Line by line, retype the material below exactly, from its first line up to and including the one holding "use crate::wordlist::WordlistCache;".

------ Data for processing

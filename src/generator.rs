use std::str::FromStr;

use rand::rngs::OsRng;
use rand::Rng;
use tracing::warn;
use unicode_normalization::UnicodeNormalization;
use zeroize::Zeroizing;

use crate::alphabet;
use crate::entropy::{estimate_entropy_bits, LOW_ENTROPY_THRESHOLD_BITS};
use crate::error::{Error, Result};
use crate::wordlist::WordlistCache;

pub const MIN_PASSWORD_LENGTH: usize = 8;
pub const MAX_PASSWORD_LENGTH: usize = 64;

pub const MAX_PASSPHRASE_WORDS: usize = 12;

/// Passphrases below this word count are generated but flagged as weak.
pub const WEAK_PASSPHRASE_WORDS: usize = 4;

#[derive(Debug, Clone, Copy, PartialEq, Eq)]
pub enum SecretType {
    Password,
    Passphrase,
}

impl FromStr for SecretType {
    type Err = Error;

    /// Parses an untyped tag. Unrecognized tags fail outright; there is no
    /// fallback to a default strategy.
    fn from_str(s: &str) -> Result<Self> {
        match s {
            "password" => Ok(Self::Password),
            "passphrase" => Ok(Self::Passphrase),
            other => Err(Error::InvalidArgument(format!(
                "unsupported secret type: {other:?}"
            ))),
        }
    }
}

/// Per-call generation parameters. Never persisted.
#[derive(Debug, Clone)]
pub struct GenerationRequest {
    pub secret_type: SecretType,
    pub use_unicode: bool,
    pub password_length: usize,
    pub passphrase_word_count: usize,
    pub separator: String,
}

impl Default for GenerationRequest {
    fn default() -> Self {
        Self {
            secret_type: SecretType::Password,
            use_unicode: false,
            password_length: 16,
            passphrase_word_count: 4,
            separator: "-".to_string(),
        }
    }
}

/// Metadata describing how a secret was produced, with explicit fields per
/// variant so the entropy estimator never has to re-derive anything from the
/// value itself.
#[derive(Debug, Clone, PartialEq)]
pub enum SecretKind {
    Password {
        alphabet_size: usize,
    },
    Passphrase {
        wordlist_size: usize,
        word_count: usize,
        separator: String,
    },
}

/// A generated secret plus its advisory entropy estimate. The value is wiped
/// on drop; callers are responsible for not persisting it.
#[derive(Debug)]
pub struct GeneratedSecret {
    pub value: Zeroizing<String>,
    pub entropy_bits: f64,
    pub kind: SecretKind,
}

impl GeneratedSecret {
    pub fn secret_type(&self) -> SecretType {
        match self.kind {
            SecretKind::Password { .. } => SecretType::Password,
            SecretKind::Passphrase { .. } => SecretType::Passphrase,
        }
    }
}

/// Dispatches generation requests to the password or passphrase strategy.
///
/// Owns the wordlist cache it consults, so tests and embedders can compose a
/// generator around a fresh or pre-seeded cache instead of sharing hidden
/// module state.
#[derive(Debug, Default)]
pub struct SecretGenerator {
    wordlist: WordlistCache,
}

impl SecretGenerator {
    pub fn new(wordlist: WordlistCache) -> Self {
        Self { wordlist }
    }

    /// A generator backed by the wordlist shipped in `assets/`.
    pub fn with_default_wordlist() -> Self {
        Self::default()
    }

    pub fn wordlist(&self) -> &WordlistCache {
        &self.wordlist
    }

    /// Generates a secret and its entropy estimate.
    ///
    /// The returned value is NFC-normalized. An estimate below
    /// [`LOW_ENTROPY_THRESHOLD_BITS`] emits a warning but never fails the
    /// call. The secret value itself is never logged.
    pub fn generate(&self, request: &GenerationRequest) -> Result<GeneratedSecret> {
        let (raw, kind) = match request.secret_type {
            SecretType::Password => {
                self.generate_password(request.use_unicode, request.password_length)?
            }
            SecretType::Passphrase => {
                self.generate_passphrase(request.passphrase_word_count, &request.separator)?
            }
        };

        let value: Zeroizing<String> = Zeroizing::new(raw.nfc().collect());
        let entropy_bits = estimate_entropy_bits(&value, &kind);

        if entropy_bits < LOW_ENTROPY_THRESHOLD_BITS {
            warn!(
                "generated secret has a low entropy estimate of {:.2} bits",
                entropy_bits
            );
        }

        Ok(GeneratedSecret {
            value,
            entropy_bits,
            kind,
        })
    }

    fn generate_password(
        &self,
        use_unicode: bool,
        requested_length: usize,
    ) -> Result<(Zeroizing<String>, SecretKind)> {
        let length = requested_length.clamp(MIN_PASSWORD_LENGTH, MAX_PASSWORD_LENGTH);

        let alphabet = alphabet::for_charset(use_unicode);
        if alphabet.is_empty() {
            return Err(Error::InvalidArgument(
                "password alphabet is empty; check the charset configuration".to_string(),
            ));
        }

        let mut rng = OsRng;
        let mut password = Zeroizing::new(String::with_capacity(length * 4));
        for _ in 0..length {
            password.push(alphabet[rng.gen_range(0..alphabet.len())]);
        }

        let normalized = Zeroizing::new(password.nfc().collect::<String>());
        let kind = SecretKind::Password {
            alphabet_size: alphabet.len(),
        };
        Ok((normalized, kind))
    }

    fn generate_passphrase(
        &self,
        word_count: usize,
        separator: &str,
    ) -> Result<(Zeroizing<String>, SecretKind)> {
        if word_count < 1 {
            return Err(Error::InvalidArgument(
                "passphrase word count must be >= 1".to_string(),
            ));
        }
        if word_count < WEAK_PASSPHRASE_WORDS {
            warn!(
                "passphrases with fewer than {} words may be weak",
                WEAK_PASSPHRASE_WORDS
            );
        }

        let effective = word_count.min(MAX_PASSPHRASE_WORDS);

        let words = self.wordlist.load()?;
        if words.is_empty() {
            return Err(Error::InvalidState(
                "wordlist is empty; cannot generate passphrase".to_string(),
            ));
        }

        // Draws are with replacement: each word is an independent uniform
        // sample, which is what the entropy estimate assumes.
        let mut rng = OsRng;
        let drawn: Vec<&str> = (0..effective)
            .map(|_| words[rng.gen_range(0..words.len())].as_str())
            .collect();

        let value = Zeroizing::new(drawn.join(separator));
        let kind = SecretKind::Passphrase {
            wordlist_size: words.len(),
            word_count: effective,
            separator: separator.to_string(),
        };
        Ok((value, kind))
    }
}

------------

◆ **Exercise output**
filename src/generator.rs
use std::str::FromStr;

use rand::rngs::OsRng;
use rand::Rng;
use tracing::warn;
use unicode_normalization::UnicodeNormalization;
use zeroize::Zeroizing;

use crate::alphabet;
use crate::entropy::{estimate_entropy_bits, LOW_ENTROPY_THRESHOLD_BITS};
use crate::error::{Error, Result};
use crate::wordlist::WordlistCache;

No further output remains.